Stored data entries
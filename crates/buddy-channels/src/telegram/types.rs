//! Telegram Bot API deserialization types.

use buddy_core::message::{
    Animation, Chat, ChatKind, ChatMember, Document, IncomingMessage, PhotoSize, Sticker, User,
};
use chrono::{DateTime, Utc};
use serde::Deserialize;

#[derive(Debug, Deserialize)]
pub(crate) struct TgResponse<T> {
    pub ok: bool,
    pub result: Option<T>,
    pub description: Option<String>,
}

#[derive(Debug, Deserialize)]
pub(crate) struct TgUpdate {
    pub update_id: i64,
    pub message: Option<TgMessage>,
}

#[derive(Debug, Deserialize)]
pub(crate) struct TgMessage {
    pub message_id: i64,
    pub from: Option<TgUser>,
    pub chat: TgChat,
    #[serde(default)]
    pub date: i64,
    pub text: Option<String>,
    pub caption: Option<String>,
    pub photo: Option<Vec<TgPhotoSize>>,
    pub sticker: Option<TgSticker>,
    pub animation: Option<TgAnimation>,
    pub document: Option<TgDocument>,
    pub media_group_id: Option<String>,
    pub reply_to_message: Option<Box<TgMessage>>,
}

#[derive(Debug, Deserialize)]
pub(crate) struct TgFile {
    pub file_path: Option<String>,
    pub file_size: Option<u64>,
}

#[derive(Debug, Deserialize)]
pub(crate) struct TgPhotoSize {
    pub file_id: String,
    #[serde(default)]
    pub width: i64,
    #[serde(default)]
    pub height: i64,
    pub file_size: Option<i64>,
}

#[derive(Debug, Deserialize)]
pub(crate) struct TgSticker {
    pub file_id: String,
    #[serde(default)]
    pub is_animated: bool,
    #[serde(default)]
    pub is_video: bool,
}

#[derive(Debug, Deserialize)]
pub(crate) struct TgAnimation {
    pub file_id: String,
    pub mime_type: Option<String>,
    pub file_name: Option<String>,
    pub thumbnail: Option<TgPhotoSize>,
}

#[derive(Debug, Deserialize)]
pub(crate) struct TgDocument {
    pub file_id: String,
    pub mime_type: Option<String>,
    pub file_name: Option<String>,
}

#[derive(Debug, Deserialize)]
pub(crate) struct TgUser {
    pub id: i64,
    #[serde(default)]
    pub is_bot: bool,
    #[serde(default)]
    pub first_name: String,
    pub last_name: Option<String>,
    pub username: Option<String>,
}

#[derive(Debug, Deserialize)]
pub(crate) struct TgChat {
    pub id: i64,
    /// Chat type: "private", "group", "supergroup", or "channel".
    #[serde(default, rename = "type")]
    pub chat_type: String,
}

#[derive(Debug, Deserialize)]
pub(crate) struct TgChatMember {
    pub user: TgUser,
}

fn chat_kind(chat_type: &str) -> ChatKind {
    match chat_type {
        "private" => ChatKind::Private,
        "supergroup" => ChatKind::Supergroup,
        "channel" => ChatKind::Channel,
        _ => ChatKind::Group,
    }
}

pub(crate) fn unix_to_utc(secs: i64) -> DateTime<Utc> {
    DateTime::from_timestamp(secs, 0).unwrap_or_default()
}

impl From<TgPhotoSize> for PhotoSize {
    fn from(p: TgPhotoSize) -> Self {
        Self {
            file_id: p.file_id,
            width: p.width,
            height: p.height,
            file_size: p.file_size,
        }
    }
}

impl From<TgUser> for User {
    fn from(u: TgUser) -> Self {
        Self {
            id: u.id,
            first_name: u.first_name,
            last_name: u.last_name,
            username: u.username,
            is_bot: u.is_bot,
        }
    }
}

impl From<TgChatMember> for ChatMember {
    fn from(m: TgChatMember) -> Self {
        Self {
            user_id: m.user.id,
            username: m.user.username,
            first_name: m.user.first_name,
            last_name: m.user.last_name,
        }
    }
}

impl From<TgMessage> for IncomingMessage {
    fn from(msg: TgMessage) -> Self {
        Self {
            message_id: msg.message_id,
            chat: Chat {
                id: msg.chat.id,
                kind: chat_kind(&msg.chat.chat_type),
            },
            from: msg.from.map(User::from),
            text: msg.text,
            caption: msg.caption,
            date: unix_to_utc(msg.date),
            photo: msg
                .photo
                .unwrap_or_default()
                .into_iter()
                .map(PhotoSize::from)
                .collect(),
            sticker: msg.sticker.map(|s| Sticker {
                file_id: s.file_id,
                is_animated: s.is_animated,
                is_video: s.is_video,
            }),
            animation: msg.animation.map(|a| Animation {
                file_id: a.file_id,
                mime_type: a.mime_type,
                file_name: a.file_name,
                thumbnail: a.thumbnail.map(PhotoSize::from),
            }),
            document: msg.document.map(|d| Document {
                file_id: d.file_id,
                mime_type: d.mime_type,
                file_name: d.file_name,
            }),
            media_group_id: msg.media_group_id,
            reply_to: msg
                .reply_to_message
                .map(|r| Box::new(IncomingMessage::from(*r))),
        }
    }
}
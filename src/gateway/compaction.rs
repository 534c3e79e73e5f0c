//! History compaction: long bot replies are stored with a short digest so
//! they do not crowd the transcript window.

use super::Gateway;
use buddy_core::{
    completion::{ChatMessage, ChatRequest},
    error::BuddyError,
};
use tracing::debug;

/// Bot replies longer than this many characters get a digest.
pub(super) const AGGREGATE_THRESHOLD: usize = 300;

/// Hard ceiling for a digest, in characters.
const MAX_DIGEST_CHARS: usize = 300;

const SUMMARIZER_PROMPT: &str = "You are a summarizer. Create a concise summary of the \
     assistant's reply in 150-300 characters. Keep key facts, names, and numbers. \
     Return plain text without markdown, lists, or introductions.";

/// Whether a reply is long enough to need a digest.
pub(super) fn needs_digest(text: &str) -> bool {
    text.chars().count() > AGGREGATE_THRESHOLD
}

/// First `max` Unicode scalars of `s`.
pub(super) fn truncate_chars(s: &str, max: usize) -> String {
    match s.char_indices().nth(max) {
        Some((idx, _)) => s[..idx].to_string(),
        None => s.to_string(),
    }
}

impl Gateway {
    /// Summarize a bot reply into at most 300 characters of plain text.
    pub(super) async fn aggregate_bot_message(&self, text: &str) -> Result<String, BuddyError> {
        let request = ChatRequest::new(
            self.openai.chat_model.as_str(),
            vec![
                ChatMessage::system(SUMMARIZER_PROMPT),
                ChatMessage::user(format!("Summarize this reply:\n{text}")),
            ],
        );

        let response = self.provider.complete(&request).await?;
        let summary = response
            .first_text()
            .ok_or_else(|| BuddyError::Provider("no choices in aggregation response".into()))?;

        let summary = summary.trim();
        if summary.is_empty() {
            return Err(BuddyError::EmptySummary);
        }

        let digest = truncate_chars(summary, MAX_DIGEST_CHARS);
        debug!(
            "aggregated {} chars into {}",
            text.chars().count(),
            digest.chars().count()
        );
        Ok(digest)
    }
}
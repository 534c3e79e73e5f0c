//! Content-type detection from file bytes.

const GIF87A: &[u8] = b"GIF87a";
const GIF89A: &[u8] = b"GIF89a";
const EBML_MAGIC: &[u8] = &[0x1A, 0x45, 0xDF, 0xA3];

/// Guess a MIME type from the leading bytes.
pub fn sniff_mime(data: &[u8]) -> Option<&'static str> {
    if let Ok(format) = image::guess_format(data) {
        return Some(format.to_mime_type());
    }
    if data.len() >= 12 && &data[4..8] == b"ftyp" {
        return Some(if &data[8..10] == b"qt" {
            "video/quicktime"
        } else {
            "video/mp4"
        });
    }
    if data.starts_with(EBML_MAGIC) {
        return Some("video/webm");
    }
    None
}

/// GIF by signature or by a content type mentioning gif.
pub fn is_gif(data: &[u8], content_type: &str) -> bool {
    content_type.to_ascii_lowercase().contains("gif")
        || data.starts_with(GIF87A)
        || data.starts_with(GIF89A)
}
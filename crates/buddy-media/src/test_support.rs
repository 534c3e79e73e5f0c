//! Fixtures shared by the unit tests of this crate.

use crate::frames::FrameExtractor;
use async_trait::async_trait;
use buddy_core::{
    error::{BuddyError, MediaError},
    message::{
        BotIdentity, Chat, ChatKind, ChatMember, DownloadedFile, IncomingMessage, OutgoingMessage,
        PhotoSize, SentMessage,
    },
    traits::Channel,
};
use image::codecs::gif::GifEncoder;
use image::{DynamicImage, Frame, ImageFormat, Rgba, RgbaImage};
use std::collections::HashMap;
use std::io::Cursor;
use std::path::{Path, PathBuf};
use std::sync::Mutex;

pub fn message(id: i64) -> IncomingMessage {
    IncomingMessage {
        message_id: id,
        chat: Chat {
            id: -100,
            kind: ChatKind::Supergroup,
        },
        from: None,
        text: None,
        caption: None,
        date: chrono::Utc::now(),
        photo: Vec::new(),
        sticker: None,
        animation: None,
        document: None,
        media_group_id: None,
        reply_to: None,
    }
}

pub fn photo(file_id: &str) -> PhotoSize {
    PhotoSize {
        file_id: file_id.to_string(),
        width: 64,
        height: 64,
        file_size: None,
    }
}

pub fn png_bytes() -> Vec<u8> {
    let img = RgbaImage::from_pixel(4, 4, Rgba([10, 20, 30, 255]));
    let mut out = Vec::new();
    DynamicImage::ImageRgba8(img)
        .write_to(&mut Cursor::new(&mut out), ImageFormat::Png)
        .unwrap();
    out
}

/// An animated GIF with `frames` solid-colour frames.
pub fn gif_bytes(frames: u8) -> Vec<u8> {
    let mut out = Vec::new();
    {
        let mut encoder = GifEncoder::new(&mut out);
        let frames = (0..frames)
            .map(|i| Frame::new(RgbaImage::from_pixel(4, 4, Rgba([i * 20, 0, 0, 255]))));
        encoder.encode_frames(frames).unwrap();
    }
    out
}

/// Channel double that serves files from memory and enforces `max_bytes`.
#[derive(Default)]
pub struct FileServer {
    files: HashMap<String, DownloadedFile>,
}

impl FileServer {
    pub fn new() -> Self {
        Self::default()
    }

    pub fn with(mut self, file_id: &str, bytes: Vec<u8>, content_type: Option<&str>) -> Self {
        self.files.insert(
            file_id.to_string(),
            DownloadedFile {
                bytes,
                content_type: content_type.map(String::from),
            },
        );
        self
    }
}

#[async_trait]
impl Channel for FileServer {
    fn name(&self) -> &str {
        "files"
    }

    async fn me(&self) -> Result<BotIdentity, BuddyError> {
        Err(BuddyError::Channel("not a bot".into()))
    }

    async fn start(&self) -> Result<tokio::sync::mpsc::Receiver<IncomingMessage>, BuddyError> {
        Err(BuddyError::Channel("not a bot".into()))
    }

    async fn send(&self, _message: OutgoingMessage) -> Result<SentMessage, BuddyError> {
        Err(BuddyError::Channel("not a bot".into()))
    }

    async fn download_file(
        &self,
        file_id: &str,
        max_bytes: usize,
    ) -> Result<DownloadedFile, BuddyError> {
        let file = self
            .files
            .get(file_id)
            .ok_or_else(|| BuddyError::Channel(format!("no such file {file_id}")))?;
        if file.bytes.len() > max_bytes {
            return Err(MediaError::TooLarge {
                size: file.bytes.len(),
                limit: max_bytes,
            }
            .into());
        }
        Ok(file.clone())
    }

    async fn chat_member(&self, _chat_id: i64, _user_id: i64) -> Result<ChatMember, BuddyError> {
        Err(BuddyError::Channel("not a bot".into()))
    }

    async fn leave_chat(&self, _chat_id: i64) -> Result<(), BuddyError> {
        Ok(())
    }

    async fn stop(&self) -> Result<(), BuddyError> {
        Ok(())
    }
}

/// Frame extractor with a fixed duration and a set of failing timestamps.
/// Records every file it is handed, with the bytes found there.
pub struct ScriptedExtractor {
    duration: Result<f64, ()>,
    failing: Vec<f64>,
    seen: Mutex<Vec<(PathBuf, Vec<u8>)>>,
}

impl ScriptedExtractor {
    /// `Err(())` makes every duration lookup fail.
    pub fn new(duration: Result<f64, ()>) -> Self {
        Self {
            duration,
            failing: Vec::new(),
            seen: Mutex::new(Vec::new()),
        }
    }

    pub fn failing_at(mut self, timestamps: &[f64]) -> Self {
        self.failing = timestamps.to_vec();
        self
    }

    pub fn seen(&self) -> Vec<(PathBuf, Vec<u8>)> {
        self.seen.lock().unwrap().clone()
    }

    fn record(&self, video: &Path) {
        let bytes = std::fs::read(video).unwrap_or_default();
        self.seen.lock().unwrap().push((video.to_path_buf(), bytes));
    }
}

#[async_trait]
impl FrameExtractor for ScriptedExtractor {
    async fn probe_duration(&self, video: &Path) -> Result<f64, MediaError> {
        self.record(video);
        self.duration
            .map_err(|_| MediaError::Tool("ffprobe exited with 1".into()))
    }

    async fn extract_frame(&self, video: &Path, timestamp: f64) -> Result<Vec<u8>, MediaError> {
        self.record(video);
        if self.failing.iter().any(|t| (t - timestamp).abs() < 1e-6) {
            return Err(MediaError::Tool("ffmpeg exited with 1".into()));
        }
        Ok(png_bytes())
    }
}
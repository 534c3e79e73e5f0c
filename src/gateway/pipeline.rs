//! The per-update pipeline: authorize, record, then store or answer.

use super::{context::compose_user_text, routing::is_bot_mentioned, Gateway};
use buddy_core::{
    completion::{ChatMessage, ChatRequest, Content},
    message::{IncomingMessage, OutgoingMessage},
};
use buddy_media::has_supported_media;
use buddy_memory::StoredMessage;
use tracing::{debug, error, info, warn};

impl Gateway {
    /// Entry point for one update, called by a worker.
    pub(super) async fn handle_update(&self, msg: IncomingMessage) {
        if !self.is_authorized(&msg) {
            self.reject_unauthorized(&msg).await;
            return;
        }

        if let Some((command, args)) = msg.command() {
            self.handle_command(&msg, &command, &args).await;
            return;
        }

        self.handle_message(msg).await;
    }

    /// Store an ordinary message, or answer it if it addresses the bot.
    async fn handle_message(&self, msg: IncomingMessage) {
        self.media_groups.record(&msg);

        let reply_to_bot = msg.is_reply_to(self.bot.id);
        let text = msg.text_or_caption();

        if text.is_empty() {
            if has_supported_media(&msg) && reply_to_bot {
                self.handle_mention(&msg).await;
            } else {
                debug!("message {} has no text, ignoring", msg.message_id);
            }
            return;
        }

        if reply_to_bot || is_bot_mentioned(text, &self.bot.handle()) {
            self.handle_mention(&msg).await;
        } else {
            self.save_incoming(&msg, text).await;
        }
    }

    /// Answer a message that addresses the bot with exactly one reply.
    async fn handle_mention(&self, msg: &IncomingMessage) {
        let chat_id = msg.chat.id;
        info!("mention in chat {chat_id} (message {})", msg.message_id);
        self.save_incoming(msg, msg.text_or_caption()).await;

        let user_text = compose_user_text(msg, self.bot.id, &self.bot.handle());

        let media_messages = self.media_groups.collect_media_messages(msg);
        let images = if media_messages.is_empty() {
            Vec::new()
        } else {
            match self.materializer.download_as_data_urls(&media_messages).await {
                Ok(urls) => urls,
                Err(e) => {
                    warn!("media processing failed in chat {chat_id}: {e}");
                    self.send_notice(chat_id, None, format!("Error processing image: {e}"))
                        .await;
                    return;
                }
            }
        };

        let reply_text = msg
            .reply_to
            .as_deref()
            .map(IncomingMessage::text_or_caption)
            .unwrap_or_default();
        let web_search = self.should_use_web_search(&user_text, reply_text).await;
        let decision = self.routing_decision(web_search, !media_messages.is_empty());
        info!(
            "routing: web_search={} model={} history={}",
            decision.web_search, decision.model, decision.history_limit
        );

        let system_prompt = match self
            .build_system_prompt(chat_id, decision.history_limit)
            .await
        {
            Ok(p) => p,
            Err(e) => {
                error!("failed to build context for chat {chat_id}: {e}");
                self.send_notice(
                    chat_id,
                    Some(msg.message_id),
                    format!("Error building chat context: {e}"),
                )
                .await;
                return;
            }
        };

        let request = ChatRequest::new(
            decision.model,
            vec![
                ChatMessage::system(system_prompt),
                ChatMessage::user(Content::with_images(&user_text, images)),
            ],
        )
        .with_options(decision.options);

        match self.complete_text(&request).await {
            Ok(answer) => {
                self.send_reply(
                    OutgoingMessage::rich_reply(chat_id, answer, msg.message_id),
                    true,
                )
                .await;
            }
            Err(e) => {
                warn!("completion failed in chat {chat_id}: {e}");
                self.send_notice(
                    chat_id,
                    Some(msg.message_id),
                    format!("Error getting chat completion: {e}"),
                )
                .await;
            }
        }
    }

    /// Persist an inbound turn. Empty text is never stored.
    pub(super) async fn save_incoming(&self, msg: &IncomingMessage, text: &str) {
        if text.is_empty() {
            debug!("skip saving empty message {}", msg.message_id);
            return;
        }
        let stored = StoredMessage {
            message_id: msg.message_id,
            chat_id: msg.chat.id,
            user_id: msg.author_id(),
            text: text.to_string(),
            aggregated_text: None,
            date: msg.date,
        };
        if let Err(e) = self.memory.save_message(&stored).await {
            error!("failed to store message {}: {e}", msg.message_id);
        }
    }
}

What is expected: Search the records above for the string "compaction". Copy every line that contains it.

Answer:
filename src/gateway/compaction.rs
//! History compaction: long bot replies are stored with a short digest so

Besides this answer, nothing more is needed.